About this exercise:
Go through the entries and copy every line that has the string "choice" in it.

Data under study:
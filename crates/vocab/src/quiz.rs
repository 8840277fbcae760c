//! Quiz question generation
//!
//! Builds multiple-choice questions from a corpus: each question asks for
//! the English meaning of a word and offers four options, one correct and
//! three distractors drawn from the rest of the corpus.

use crate::corpus::Corpus;
use rand::seq::SliceRandom;
use rand::Rng;
use serde::{Deserialize, Serialize};
use thiserror::Error;

/// Number of options per question, including the correct answer
pub const OPTIONS_PER_QUESTION: usize = 4;

/// Quiz generation error types
#[derive(Debug, Error, PartialEq, Eq)]
pub enum QuizError {
    /// The corpus has too few distinct meanings to fill a question's options
    #[error("corpus has only {distinct} distinct meanings, need at least 4")]
    InsufficientCorpus {
        /// Number of distinct meanings found
        distinct: usize,
    },
}

/// A multiple-choice quiz question
#[derive(Debug, Clone, PartialEq, Eq, Serialize, Deserialize)]
#[serde(rename_all = "camelCase")]
pub struct QuizQuestion {
    /// 1-based position of the question in its quiz
    pub id: u32,
    /// Question text shown to the user
    pub question: String,
    /// The word being tested
    pub word: String,
    /// Answer options in display order
    pub options: Vec<String>,
    /// The correct option
    pub correct_answer: String,
    /// Id of the category the word came from
    pub category: String,
}

/// Generate `count` quiz questions from the corpus
///
/// Words are selected without repetition by a uniform shuffle of the whole
/// corpus; if `count` exceeds the corpus size, every word is used once. The
/// three distractors for each question come from the deduplicated meaning
/// set with the correct answer excluded, so options are always distinct
/// even when different words share a meaning.
///
/// The caller supplies the random source, which keeps generation
/// reproducible under a seeded generator.
pub fn generate_questions<R: Rng + ?Sized>(
    corpus: &Corpus,
    count: usize,
    rng: &mut R,
) -> Result<Vec<QuizQuestion>, QuizError> {
    let meanings: Vec<&str> = {
        let mut m: Vec<&str> = corpus.distinct_meanings().into_iter().collect();
        // HashSet iteration order is arbitrary; sort so the only
        // randomness comes from the injected generator.
        m.sort_unstable();
        m
    };
    if meanings.len() < OPTIONS_PER_QUESTION {
        return Err(QuizError::InsufficientCorpus { distinct: meanings.len() });
    }

    let mut pool = corpus.flatten();
    pool.shuffle(rng);
    pool.truncate(count.min(pool.len()));

    let questions = pool
        .iter()
        .enumerate()
        .map(|(index, (word, category))| {
            let mut options: Vec<String> = meanings
                .iter()
                .filter(|m| **m != word.meaning)
                .collect::<Vec<_>>()
                .choose_multiple(rng, OPTIONS_PER_QUESTION - 1)
                .map(|m| m.to_string())
                .collect();
            options.push(word.meaning.clone());
            options.shuffle(rng);

            QuizQuestion {
                id: (index + 1) as u32,
                question: format!("What does \"{}\" mean in English?", word.word),
                word: word.word.clone(),
                options,
                correct_answer: word.meaning.clone(),
                category: (*category).to_string(),
            }
        })
        .collect();

    Ok(questions)
}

Task answer:
//! Builds multiple-choice questions from a corpus: each question asks for
/// A multiple-choice quiz question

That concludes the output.